Task data
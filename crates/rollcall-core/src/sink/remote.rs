//! Upload to a PostgREST-compatible table (e.g. a Supabase project).

use std::env;
use std::time::Duration;

use reqwest::header::{HeaderMap, HeaderValue, AUTHORIZATION, CONTENT_RANGE};
use reqwest::{RequestBuilder, Response};
use serde::Serialize;
use tracing::{debug, info, warn};

use crate::error::SinkError;
use crate::models::config::RemoteConfig;
use crate::models::record::Record;

/// Batches between progress lines.
const PROGRESS_EVERY: usize = 10;

/// Row shape of the remote table (snake_case columns).
#[derive(Debug, Clone, PartialEq, Eq, Serialize)]
pub struct RemoteRow<'a> {
    pub id: &'a str,
    pub first_name: &'a str,
    pub last_name: &'a str,
    pub full_name: &'a str,
    pub contact: &'a str,
    pub address: &'a str,
    pub pincode: &'a str,
    pub city: &'a str,
}

impl<'a> From<&'a Record> for RemoteRow<'a> {
    fn from(record: &'a Record) -> Self {
        let p = &record.person;
        Self {
            id: &record.id,
            first_name: &p.first_name,
            last_name: &p.last_name,
            full_name: &p.full_name,
            contact: &p.contact,
            address: &p.address,
            pincode: &p.pincode,
            city: &p.city,
        }
    }
}

/// Outcome of an upload.
#[derive(Debug, Clone, Default, PartialEq, Eq)]
pub struct UploadReport {
    /// Batches attempted.
    pub batches: usize,
    /// Records in batches the store accepted.
    pub uploaded: usize,
    /// Index of each rejected batch with its error.
    pub failed_batches: Vec<(usize, String)>,
}

impl UploadReport {
    pub fn is_complete(&self) -> bool {
        self.failed_batches.is_empty()
    }
}

/// Client for one remote table.
#[derive(Debug, Clone)]
pub struct RemoteSink {
    client: reqwest::Client,
    endpoint: String,
    batch_size: usize,
}

impl RemoteSink {
    /// Create a sink for `table` under `base_url`, authenticating with `api_key`.
    pub fn new(base_url: &str, table: &str, api_key: &str) -> Result<Self, SinkError> {
        let mut headers = HeaderMap::new();
        headers.insert("apikey", header_value(api_key)?);
        headers.insert(AUTHORIZATION, header_value(&format!("Bearer {}", api_key))?);

        let client = reqwest::Client::builder()
            .default_headers(headers)
            .timeout(Duration::from_secs(60))
            .build()?;

        Ok(Self {
            client,
            endpoint: format!("{}/rest/v1/{}", base_url.trim_end_matches('/'), table),
            batch_size: 500,
        })
    }

    /// Build from configuration, reading the API key from the configured
    /// environment variable.
    pub fn from_config(config: &RemoteConfig) -> Result<Self, SinkError> {
        let api_key = env::var(&config.api_key_env).ok();
        Self::from_parts(config, api_key.as_deref())
    }

    fn from_parts(config: &RemoteConfig, api_key: Option<&str>) -> Result<Self, SinkError> {
        let url = config
            .url
            .as_deref()
            .filter(|u| !u.trim().is_empty())
            .ok_or_else(|| SinkError::NotConfigured("remote.url is not set".to_string()))?;
        let api_key = api_key.filter(|k| !k.is_empty()).ok_or_else(|| {
            SinkError::NotConfigured(format!("environment variable {} is not set", config.api_key_env))
        })?;

        Ok(Self::new(url, &config.table, api_key)?.with_batch_size(config.batch_size))
    }

    /// Set records per request. Zero is treated as one.
    pub fn with_batch_size(mut self, batch_size: usize) -> Self {
        self.batch_size = batch_size.max(1);
        self
    }

    pub fn endpoint(&self) -> &str {
        &self.endpoint
    }

    pub fn batch_size(&self) -> usize {
        self.batch_size
    }

    /// Delete every stored row.
    pub async fn clear(&self) -> Result<(), SinkError> {
        // PostgREST refuses unfiltered deletes; every row has a non-empty id
        let request = self.client.delete(&self.endpoint).query(&[("id", "neq.")]);
        send(request).await?;
        info!("Cleared remote table {}", self.endpoint);
        Ok(())
    }

    /// Upsert `records` in batches.
    ///
    /// A rejected batch is logged and recorded; later batches are still sent.
    pub async fn upload(&self, records: &[Record]) -> UploadReport {
        let mut report = UploadReport::default();

        for (index, batch) in records.chunks(self.batch_size).enumerate() {
            report.batches += 1;
            let rows: Vec<RemoteRow<'_>> = batch.iter().map(RemoteRow::from).collect();

            let request = self
                .client
                .post(&self.endpoint)
                .header("Prefer", "resolution=merge-duplicates")
                .json(&rows);

            match send(request).await {
                Ok(_) => {
                    report.uploaded += batch.len();
                    if index % PROGRESS_EVERY == 0 {
                        info!("Uploaded {}/{}", report.uploaded, records.len());
                    }
                }
                Err(e) => {
                    warn!("Error at batch {}: {}", index, e);
                    report.failed_batches.push((index, e.to_string()));
                }
            }
        }

        debug!(
            "Upload finished: {} batches, {} failed",
            report.batches,
            report.failed_batches.len()
        );
        report
    }

    /// Number of stored rows, as reported by the store.
    pub async fn count(&self) -> Result<Option<usize>, SinkError> {
        let request = self
            .client
            .head(&self.endpoint)
            .query(&[("select", "id")])
            .header("Prefer", "count=exact");

        let response = send(request).await?;
        Ok(response
            .headers()
            .get(CONTENT_RANGE)
            .and_then(|v| v.to_str().ok())
            .and_then(parse_content_range_total))
    }
}

async fn send(request: RequestBuilder) -> Result<Response, SinkError> {
    let response = request.send().await?;
    let status = response.status();
    if status.is_success() {
        return Ok(response);
    }

    let body = response.text().await.unwrap_or_default();
    Err(SinkError::Status {
        status: status.as_u16(),
        body,
    })
}

fn header_value(value: &str) -> Result<HeaderValue, SinkError> {
    HeaderValue::from_str(value)
        .map_err(|_| SinkError::NotConfigured("API key contains invalid characters".to_string()))
}

/// Total from a `Content-Range` header such as `0-499/1234` or `*/1234`.
fn parse_content_range_total(value: &str) -> Option<usize> {
    value.rsplit_once('/')?.1.trim().parse().ok()
}

#[cfg(test)]
mod tests {
    use super::*;
    use crate::extract::rules::Gazetteer;
    use crate::models::record::Person;
    use pretty_assertions::assert_eq;

    fn config(url: Option<&str>) -> RemoteConfig {
        RemoteConfig {
            url: url.map(str::to_string),
            batch_size: 2,
            ..Default::default()
        }
    }

    #[test]
    fn test_row_uses_snake_case() {
        let record = Record {
            id: "000007".to_string(),
            person: Person::new("RAM KUMAR", "9876543210", "Noida 201301", &Gazetteer::default())
                .unwrap(),
        };

        let value = serde_json::to_value(RemoteRow::from(&record)).unwrap();
        assert_eq!(
            value,
            serde_json::json!({
                "id": "000007",
                "first_name": "RAM",
                "last_name": "KUMAR",
                "full_name": "RAM KUMAR",
                "contact": "9876543210",
                "address": "Noida 201301",
                "pincode": "201301",
                "city": "Noida"
            })
        );
    }

    #[test]
    fn test_from_parts() {
        let sink = RemoteSink::from_parts(&config(Some("https://db.example.com/")), Some("key")).unwrap();
        assert_eq!(sink.endpoint(), "https://db.example.com/rest/v1/voters");
        assert_eq!(sink.batch_size(), 2);
    }

    #[test]
    fn test_not_configured() {
        assert!(matches!(
            RemoteSink::from_parts(&config(None), Some("key")),
            Err(SinkError::NotConfigured(_))
        ));
        assert!(matches!(
            RemoteSink::from_parts(&config(Some("https://db.example.com")), None),
            Err(SinkError::NotConfigured(_))
        ));
    }

    #[test]
    fn test_zero_batch_size() {
        let sink = RemoteSink::new("https://db.example.com", "voters", "key")
            .unwrap()
            .with_batch_size(0);
        assert_eq!(sink.batch_size(), 1);
    }

    #[tokio::test]
    async fn test_empty_upload_sends_nothing() {
        let sink = RemoteSink::new("http://127.0.0.1:9", "voters", "key").unwrap();
        let report = sink.upload(&[]).await;

        assert_eq!(report, UploadReport::default());
        assert!(report.is_complete());
    }

    #[tokio::test]
    async fn test_failed_batches_do_not_stop_upload() {
        // nothing listens on the discard port, so every request fails
        let sink = RemoteSink::new("http://127.0.0.1:9", "voters", "key")
            .unwrap()
            .with_batch_size(1);
        let records: Vec<Record> = ["ASHA", "RAVI", "MEENA"]
            .iter()
            .enumerate()
            .map(|(i, name)| Record {
                id: format!("{:06}", i + 1),
                person: Person::new(name, "", "Saket", &Gazetteer::default()).unwrap(),
            })
            .collect();

        let report = sink.upload(&records).await;

        assert_eq!(report.batches, 3);
        assert_eq!(report.uploaded, 0);
        let failed: Vec<usize> = report.failed_batches.iter().map(|(i, _)| *i).collect();
        assert_eq!(failed, vec![0, 1, 2]);
        assert!(!report.is_complete());
    }

    #[test]
    fn test_content_range() {
        assert_eq!(parse_content_range_total("0-499/1234"), Some(1234));
        assert_eq!(parse_content_range_total("*/0"), Some(0));
        assert_eq!(parse_content_range_total("0-9/*"), None);
    }
}
//! Configuration structures for the extraction pipeline.

use serde::{Deserialize, Serialize};
use std::path::PathBuf;

use crate::extract::rules::DEFAULT_GAZETTEER;

/// Main configuration for the rollcall pipeline.
#[derive(Debug, Clone, Default, Serialize, Deserialize)]
#[serde(default)]
pub struct RollcallConfig {
    /// Source file discovery and reading.
    pub input: InputConfig,

    /// Record extraction configuration.
    pub extraction: ExtractionConfig,

    /// File sink configuration.
    pub output: OutputConfig,

    /// Remote store configuration.
    pub remote: RemoteConfig,
}

/// Source file configuration.
#[derive(Debug, Clone, Serialize, Deserialize)]
#[serde(default)]
pub struct InputConfig {
    /// Directory scanned for source files.
    pub dir: PathBuf,

    /// File extensions (without dot, case-insensitive) to pick up.
    pub extensions: Vec<String>,

    /// Treat the first used row of each sheet as a header, not data.
    pub header_row: bool,

    /// Read every worksheet instead of only the first.
    pub all_sheets: bool,
}

impl Default for InputConfig {
    fn default() -> Self {
        Self {
            dir: PathBuf::from("input"),
            extensions: vec!["xlsx".to_string()],
            header_row: true,
            all_sheets: false,
        }
    }
}

/// Record extraction configuration.
#[derive(Debug, Clone, Serialize, Deserialize)]
#[serde(default)]
pub struct ExtractionConfig {
    /// Ordered locality names used for city detection. First match wins.
    pub gazetteer: Vec<String>,

    /// Cell text that stands for a missing value.
    pub missing_sentinel: String,

    /// Cells examined after a vertical-span record start.
    pub lookahead_window: usize,

    /// Shortest name accepted by the two-column reconstructor.
    pub min_name_len: usize,

    /// Extract tables on the rayon thread pool.
    pub parallel: bool,
}

impl Default for ExtractionConfig {
    fn default() -> Self {
        Self {
            gazetteer: DEFAULT_GAZETTEER.iter().map(|s| s.to_string()).collect(),
            missing_sentinel: "nan".to_string(),
            lookahead_window: 4,
            min_name_len: 3,
            parallel: true,
        }
    }
}

/// Format written by the file sink.
#[derive(Debug, Clone, Copy, Default, PartialEq, Eq, Serialize, Deserialize)]
#[serde(rename_all = "snake_case")]
pub enum OutputFormat {
    /// JSON array of records.
    #[default]
    Json,
    /// CSV with a header row.
    Csv,
}

/// File sink configuration.
#[derive(Debug, Clone, Serialize, Deserialize)]
#[serde(default)]
pub struct OutputConfig {
    /// Destination file.
    pub path: PathBuf,

    /// Output format.
    pub format: OutputFormat,

    /// Pretty-print JSON output.
    pub pretty: bool,
}

impl Default for OutputConfig {
    fn default() -> Self {
        Self {
            path: PathBuf::from("voters.json"),
            format: OutputFormat::Json,
            pretty: false,
        }
    }
}

/// Remote store configuration (PostgREST-compatible endpoint).
#[derive(Debug, Clone, Serialize, Deserialize)]
#[serde(default)]
pub struct RemoteConfig {
    /// Base URL of the project, e.g. `https://example.supabase.co`.
    pub url: Option<String>,

    /// Table receiving the records.
    pub table: String,

    /// Environment variable holding the API key.
    pub api_key_env: String,

    /// Records per upsert request.
    pub batch_size: usize,

    /// Delete all stored rows before uploading.
    pub clear_before_upload: bool,
}

impl Default for RemoteConfig {
    fn default() -> Self {
        Self {
            url: None,
            table: "voters".to_string(),
            api_key_env: "ROLLCALL_API_KEY".to_string(),
            batch_size: 500,
            clear_before_upload: true,
        }
    }
}

impl RollcallConfig {
    /// Load configuration from a JSON file.
    pub fn from_file(path: &std::path::Path) -> Result<Self, std::io::Error> {
        let content = std::fs::read_to_string(path)?;
        serde_json::from_str(&content).map_err(|e| {
            std::io::Error::new(std::io::ErrorKind::InvalidData, e.to_string())
        })
    }

    /// Save configuration to a JSON file.
    pub fn save(&self, path: &std::path::Path) -> Result<(), std::io::Error> {
        let content = serde_json::to_string_pretty(self).map_err(|e| {
            std::io::Error::new(std::io::ErrorKind::InvalidData, e.to_string())
        })?;
        std::fs::write(path, content)
    }
}
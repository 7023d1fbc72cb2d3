//! Global deduplication and final id assignment.

use std::collections::HashSet;

use tracing::debug;

use crate::models::record::{Candidate, Person, Record};

/// Width of final ids.
pub const ID_WIDTH: usize = 6;

/// Keep the first person per identity key, in input order, and number the
/// survivors `000001`, `000002`, ...
///
/// Tentative ids are dropped here.
pub fn deduplicate<I>(candidates: I) -> Vec<Record>
where
    I: IntoIterator<Item = Candidate>,
{
    assign_ids(candidates.into_iter().map(|c| c.person))
}

/// Re-run deduplication over already finalized records, renumbering them.
///
/// Running this on the output of [`deduplicate`] returns the same records.
pub fn rededuplicate<I>(records: I) -> Vec<Record>
where
    I: IntoIterator<Item = Record>,
{
    assign_ids(records.into_iter().map(|r| r.person))
}

fn assign_ids<I>(people: I) -> Vec<Record>
where
    I: Iterator<Item = Person>,
{
    let mut seen = HashSet::new();
    let mut records = Vec::new();
    let mut dropped = 0usize;

    for person in people {
        if !seen.insert(person.identity_key()) {
            dropped += 1;
            continue;
        }
        records.push(Record {
            id: format_id(records.len() + 1),
            person,
        });
    }

    debug!("Deduplicated to {} records ({} duplicates dropped)", records.len(), dropped);
    records
}

/// Zero-padded decimal id for a 1-based rank.
pub fn format_id(rank: usize) -> String {
    format!("{:0width$}", rank, width = ID_WIDTH)
}
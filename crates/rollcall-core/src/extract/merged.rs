//! Merged cells: serial, name, `D/` guardian, contact and address in one cell.

use crate::models::record::{Candidate, Person, SourceKind};

use super::rules::{address_before_phone, contact_after_marker, guardian_head};
use super::RecordExtractor;

/// Parse one merged cell, e.g.
/// `"60003\nSUKANTA SARKAR D/ Late Ram\nContact: 9123456780\nAddress: ..."`.
pub fn parse_merged(ctx: &RecordExtractor, cell: &str) -> Option<Candidate> {
    if ctx.is_missing(cell) {
        return None;
    }

    let head = guardian_head(cell)?;
    let contact = contact_after_marker(cell);
    let address = address_before_phone(cell).unwrap_or_default();

    let person = Person::new(head.name, contact, address, ctx.gazetteer())?;
    Some(Candidate::new(head.serial, person, SourceKind::Merged))
}

#[cfg(test)]
mod tests {
    use super::*;
    use pretty_assertions::assert_eq;

    #[test]
    fn test_full_merged_cell() {
        let ctx = RecordExtractor::new();
        let cell = "60003\nSUKANTA SARKAR D/ Late Ram\nContact: 9123456780\nAddress: Block C, Rohini, Delhi 110085";

        let candidate = parse_merged(&ctx, cell).unwrap();
        let person = &candidate.person;

        assert_eq!(person.full_name, "SUKANTA SARKAR");
        assert_eq!(person.first_name, "SUKANTA");
        assert_eq!(person.last_name, "SARKAR");
        assert_eq!(person.contact, "9123456780");
        assert_eq!(person.address, "Block C, Rohini, Delhi 110085");
        assert_eq!(person.pincode, "110085");
        assert_eq!(person.city, "Delhi");
    }

    #[test]
    fn test_address_stops_at_phone_run() {
        let ctx = RecordExtractor::new();
        let cell = "12 PRIYA D/ 01-02-1980\nAddress: 4 Saket\n  Main Road 9123456780";

        let candidate = parse_merged(&ctx, cell).unwrap();
        assert_eq!(candidate.person.address, "4 Saket Main Road");
        assert_eq!(candidate.person.contact, "");
        assert_eq!(candidate.person.city, "Saket");
    }

    #[test]
    fn test_contact_only() {
        let ctx = RecordExtractor::new();
        let candidate = parse_merged(&ctx, "5  RAJ D/ X Contact: 9000000001").unwrap();

        assert_eq!(candidate.person.full_name, "RAJ");
        assert_eq!(candidate.person.contact, "9000000001");
        assert_eq!(candidate.person.address, "");
    }

    #[test]
    fn test_rejections() {
        let ctx = RecordExtractor::new();
        assert!(parse_merged(&ctx, "").is_none());
        assert!(parse_merged(&ctx, "nan").is_none());
        assert!(parse_merged(&ctx, "Serial No.").is_none());
        assert!(parse_merged(&ctx, "60003 SUKANTA SARKAR\nContact: 9123456780").is_none());
        assert!(parse_merged(&ctx, "60003 D/ Ram").is_none());
    }
}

Requirement
How many lines in the records above contain the word "RequestBuilder"? Reply with the number and nothing more.

Exercise answer
2